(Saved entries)
........
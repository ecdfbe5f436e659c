// Copyright (C) 2026 Fred Clausen
// Use of this source code is governed by an MIT-style
// license that can be found in the LICENSE file or at
// https://opensource.org/licenses/MIT.

use crate::error::DomainError;
use serde::{Deserialize, Serialize};
use std::collections::BTreeSet;
use std::str::FromStr;
use time::{Date, Duration, Time};

/// Opening hour used when no policy has ever been activated.
pub const DEFAULT_WORKING_HOURS_START: u8 = 9;
/// Closing hour used when no policy has ever been activated.
pub const DEFAULT_WORKING_HOURS_END: u8 = 17;
/// Slot length used when no policy has ever been activated.
pub const DEFAULT_SLOT_DURATION_MINUTES: u32 = 60;

const MAX_SLOT_DURATION_MINUTES: i64 = 24 * 60;

/// Validated booking-policy parameters.
///
/// Construction through [`PolicySettings::new`] guarantees:
/// - both working-hour boundaries are in `0..=23`
/// - the window is non-empty (`start < end`)
/// - the slot duration is in `1..=1440` minutes
/// - every off day is a weekday number in `0..=6` (Monday = 0)
#[derive(Debug, Clone, PartialEq, Eq, Serialize)]
pub struct PolicySettings {
    working_hours_start: u8,
    working_hours_end: u8,
    slot_duration_minutes: u32,
    off_days: BTreeSet<u8>,
}

impl PolicySettings {
    /// Creates validated policy settings.
    ///
    /// Duplicate off days collapse into one.
    ///
    /// # Errors
    ///
    /// Returns an error if any parameter is out of range or the working
    /// window is empty.
    pub fn new(
        working_hours_start: i64,
        working_hours_end: i64,
        slot_duration_minutes: i64,
        off_days: &[i64],
    ) -> Result<Self, DomainError> {
        let start: u8 = parse_hour("working_hours_start", working_hours_start)?;
        let end: u8 = parse_hour("working_hours_end", working_hours_end)?;

        if start >= end {
            return Err(DomainError::EmptyWorkingWindow { start, end });
        }

        if !(1..=MAX_SLOT_DURATION_MINUTES).contains(&slot_duration_minutes) {
            return Err(DomainError::InvalidSlotDuration(slot_duration_minutes));
        }
        let duration: u32 = u32::try_from(slot_duration_minutes)
            .map_err(|_| DomainError::InvalidSlotDuration(slot_duration_minutes))?;

        let mut days: BTreeSet<u8> = BTreeSet::new();
        for &day in off_days {
            let weekday: u8 = u8::try_from(day)
                .ok()
                .filter(|d| *d <= 6)
                .ok_or(DomainError::InvalidOffDay(day))?;
            days.insert(weekday);
        }

        Ok(Self {
            working_hours_start: start,
            working_hours_end: end,
            slot_duration_minutes: duration,
            off_days: days,
        })
    }

    /// Returns the opening hour.
    #[must_use]
    pub const fn working_hours_start(&self) -> u8 {
        self.working_hours_start
    }

    /// Returns the closing hour.
    #[must_use]
    pub const fn working_hours_end(&self) -> u8 {
        self.working_hours_end
    }

    /// Returns the slot length in minutes.
    #[must_use]
    pub const fn slot_duration_minutes(&self) -> u32 {
        self.slot_duration_minutes
    }

    /// Returns the off days (Monday = 0).
    #[must_use]
    pub const fn off_days(&self) -> &BTreeSet<u8> {
        &self.off_days
    }

    /// Whether `date` falls on one of the configured off days.
    #[must_use]
    pub fn is_off_day(&self, date: Date) -> bool {
        self.off_days
            .contains(&date.weekday().number_days_from_monday())
    }

    /// Minutes since midnight at which the working window opens.
    #[must_use]
    pub fn window_start_minute(&self) -> u32 {
        u32::from(self.working_hours_start) * 60
    }

    /// Minutes since midnight at which the working window closes.
    #[must_use]
    pub fn window_end_minute(&self) -> u32 {
        u32::from(self.working_hours_end) * 60
    }
}

impl Default for PolicySettings {
    fn default() -> Self {
        Self {
            working_hours_start: DEFAULT_WORKING_HOURS_START,
            working_hours_end: DEFAULT_WORKING_HOURS_END,
            slot_duration_minutes: DEFAULT_SLOT_DURATION_MINUTES,
            off_days: BTreeSet::new(),
        }
    }
}

fn parse_hour(field: &'static str, value: i64) -> Result<u8, DomainError> {
    u8::try_from(value)
        .ok()
        .filter(|h| *h <= 23)
        .ok_or(DomainError::InvalidWorkingHour { field, value })
}

/// A partial change to the active policy.
///
/// Absent fields keep their current value.
#[derive(Debug, Clone, Default, PartialEq, Eq)]
pub struct PolicyUpdate {
    /// New opening hour.
    pub working_hours_start: Option<i64>,
    /// New closing hour.
    pub working_hours_end: Option<i64>,
    /// New slot length in minutes.
    pub slot_duration_minutes: Option<i64>,
    /// Replacement off-day set.
    pub off_days: Option<Vec<i64>>,
}

impl PolicyUpdate {
    /// Applies the present fields on top of `current` and re-validates the result.
    ///
    /// # Errors
    ///
    /// Returns an error if the merged settings are invalid.
    pub fn apply_to(&self, current: &PolicySettings) -> Result<PolicySettings, DomainError> {
        let off_days: Vec<i64> = self.off_days.clone().unwrap_or_else(|| {
            current
                .off_days()
                .iter()
                .map(|d| i64::from(*d))
                .collect()
        });

        PolicySettings::new(
            self.working_hours_start
                .unwrap_or_else(|| i64::from(current.working_hours_start())),
            self.working_hours_end
                .unwrap_or_else(|| i64::from(current.working_hours_end())),
            self.slot_duration_minutes
                .unwrap_or_else(|| i64::from(current.slot_duration_minutes())),
            &off_days,
        )
    }

    /// Whether this update carries no fields at all.
    #[must_use]
    pub const fn is_empty(&self) -> bool {
        self.working_hours_start.is_none()
            && self.working_hours_end.is_none()
            && self.slot_duration_minutes.is_none()
            && self.off_days.is_none()
    }
}

/// A persisted booking policy.
#[derive(Debug, Clone, PartialEq, Eq)]
pub struct BookingPolicy {
    /// The canonical numeric identifier assigned by the database.
    pub policy_id: i64,
    /// The validated policy parameters.
    pub settings: PolicySettings,
    /// Whether this is the single active policy.
    pub is_active: bool,
    /// Creation timestamp (RFC 3339, UTC).
    pub created_at: String,
    /// Last modification timestamp (RFC 3339, UTC).
    pub updated_at: String,
}

/// Lifecycle status of a reservation.
#[derive(Debug, Clone, Copy, PartialEq, Eq, Hash, Serialize, Deserialize, Default)]
#[serde(rename_all = "lowercase")]
pub enum ReservationStatus {
    /// Booked and not yet held. Occupies its slot.
    #[default]
    Upcoming,
    /// Cancelled by the owner or an admin. Frees its slot.
    Cancelled,
    /// Held. Continues to occupy its slot.
    Completed,
}

impl ReservationStatus {
    /// Converts this status to its wire representation.
    #[must_use]
    pub const fn as_str(&self) -> &'static str {
        match self {
            Self::Upcoming => "upcoming",
            Self::Cancelled => "cancelled",
            Self::Completed => "completed",
        }
    }

    /// Checks if a transition from this status to another is valid.
    ///
    /// Valid transitions are:
    /// - `upcoming` → `cancelled`
    /// - `upcoming` → `completed`
    #[must_use]
    pub const fn can_transition_to(&self, target: Self) -> bool {
        matches!(
            (self, target),
            (Self::Upcoming, Self::Cancelled | Self::Completed)
        )
    }

    /// Whether no further status transitions are possible.
    #[must_use]
    pub const fn is_terminal(&self) -> bool {
        matches!(self, Self::Cancelled | Self::Completed)
    }

    /// Whether a reservation in this status blocks its `(date, time)` slot.
    #[must_use]
    pub const fn occupies_slot(&self) -> bool {
        matches!(self, Self::Upcoming | Self::Completed)
    }
}

impl FromStr for ReservationStatus {
    type Err = DomainError;

    fn from_str(s: &str) -> Result<Self, Self::Err> {
        match s.trim().to_ascii_lowercase().as_str() {
            "upcoming" => Ok(Self::Upcoming),
            "cancelled" => Ok(Self::Cancelled),
            "completed" => Ok(Self::Completed),
            _ => Err(DomainError::InvalidStatus(s.to_string())),
        }
    }
}

impl std::fmt::Display for ReservationStatus {
    fn fmt(&self, f: &mut std::fmt::Formatter<'_>) -> std::fmt::Result {
        write!(f, "{}", self.as_str())
    }
}

/// A booking record held by the reservation ledger.
#[derive(Debug, Clone, PartialEq, Eq)]
pub struct Reservation {
    /// The canonical numeric identifier assigned by the database.
    pub reservation_id: i64,
    /// The owning user (weak link into the user directory).
    pub owner_id: i64,
    /// The booked service.
    pub service_name: String,
    /// The booked date.
    pub date: Date,
    /// The slot start time.
    pub time: Time,
    /// Slot length at the time of booking.
    pub duration_minutes: u32,
    /// Current lifecycle status.
    pub status: ReservationStatus,
    /// Free-form notes.
    pub notes: Option<String>,
    /// Creation timestamp (RFC 3339, UTC).
    pub created_at: String,
    /// Last modification timestamp (RFC 3339, UTC).
    pub updated_at: String,
}

impl Reservation {
    /// Returns the time the booked slot ends.
    #[must_use]
    pub fn end_time(&self) -> Time {
        self.time + Duration::minutes(i64::from(self.duration_minutes))
    }
}

/// A validated reservation that has not been written to the ledger yet.
#[derive(Debug, Clone, PartialEq, Eq)]
pub struct NewReservation {
    /// The owning user.
    pub owner_id: i64,
    /// The booked service (trimmed).
    pub service_name: String,
    /// The booked date.
    pub date: Date,
    /// The slot start time.
    pub time: Time,
    /// Slot length taken from the active policy.
    pub duration_minutes: u32,
    /// Free-form notes (trimmed, `None` when blank).
    pub notes: Option<String>,
}

/// A validated set of column changes for an existing reservation.
///
/// `None` means "leave unchanged". For `notes`, `Some(None)` clears the notes.
#[derive(Debug, Clone, Default, PartialEq, Eq)]
pub struct ReservationChanges {
    /// New service name.
    pub service_name: Option<String>,
    /// New date.
    pub date: Option<Date>,
    /// New slot start time.
    pub time: Option<Time>,
    /// New slot length (set whenever the slot moves).
    pub duration_minutes: Option<u32>,
    /// New status.
    pub status: Option<ReservationStatus>,
    /// New notes.
    pub notes: Option<Option<String>>,
}

impl ReservationChanges {
    /// Whether applying these changes would modify nothing.
    #[must_use]
    pub const fn is_empty(&self) -> bool {
        self.service_name.is_none()
            && self.date.is_none()
            && self.time.is_none()
            && self.duration_minutes.is_none()
            && self.status.is_none()
            && self.notes.is_none()
    }
}

/// Denormalized owner data attached to reservation snapshots.
///
/// `gender` and `country` are optional profile fields; consumers decide
/// how absence is rendered.
#[derive(Debug, Clone, PartialEq, Eq)]
pub struct OwnerSummary {
    /// The user's canonical ID.
    pub user_id: i64,
    /// The phone number the account was registered with.
    pub phone: String,
    /// Given name.
    pub first_name: String,
    /// Family name.
    pub last_name: String,
    /// Email address (may be empty).
    pub email: String,
    /// Whether the account is active.
    pub is_active: bool,
    /// Account creation timestamp (RFC 3339, UTC).
    pub date_joined: String,
    /// Optional gender.
    pub gender: Option<String>,
    /// Optional country.
    pub country: Option<String>,
}

/// Profile fields supplied when an account is created on first booking.
#[derive(Debug, Clone, Default, PartialEq, Eq)]
pub struct OwnerProfile {
    /// Given name.
    pub first_name: Option<String>,
    /// Family name.
    pub last_name: Option<String>,
    /// Email address.
    pub email: Option<String>,
    /// Gender.
    pub gender: Option<String>,
    /// Country.
    pub country: Option<String>,
}

/// Which reservations a caller is allowed to see.
#[derive(Debug, Clone, Copy, PartialEq, Eq)]
pub enum OwnerScope {
    /// Every reservation is visible.
    Admin,
    /// Only reservations owned by this user are visible.
    Owner(i64),
}

impl OwnerScope {
    /// Whether a reservation owned by `owner_id` is visible in this scope.
    #[must_use]
    pub const fn permits(&self, owner_id: i64) -> bool {
        match self {
            Self::Admin => true,
            Self::Owner(id) => *id == owner_id,
        }
    }

    /// Whether this is the unrestricted admin scope.
    #[must_use]
    pub const fn is_admin(&self) -> bool {
        matches!(self, Self::Admin)
    }
}

/// The kind of ledger mutation a booking notification describes.
#[derive(Debug, Clone, Copy, PartialEq, Eq, Hash)]
pub enum BookingEventKind {
    /// A reservation was created.
    Created,
    /// A reservation was modified, status-changed, or cancelled.
    Updated,
    /// A reservation was removed from the ledger.
    Deleted,
}

impl BookingEventKind {
    /// Converts this kind to its live-channel message type.
    #[must_use]
    pub const fn message_type(&self) -> &'static str {
        match self {
            Self::Created => "booking_created",
            Self::Updated => "booking_updated",
            Self::Deleted => "booking_deleted",
        }
    }
}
........
Keep to the lines above, from the first one through the line where "Opening hour used" appears, and copy them exactly.

repository ecdfbe5f436e659c
// Copyright (C) 2026 Fred Clausen
// Use of this source code is governed by an MIT-style
// license that can be found in the LICENSE file or at
// https://opensource.org/licenses/MIT.

use crate::error::DomainError;
use serde::{Deserialize, Serialize};
use std::collections::BTreeSet;
use std::str::FromStr;
use time::{Date, Duration, Time};

/// Opening hour used when no policy has ever been activated.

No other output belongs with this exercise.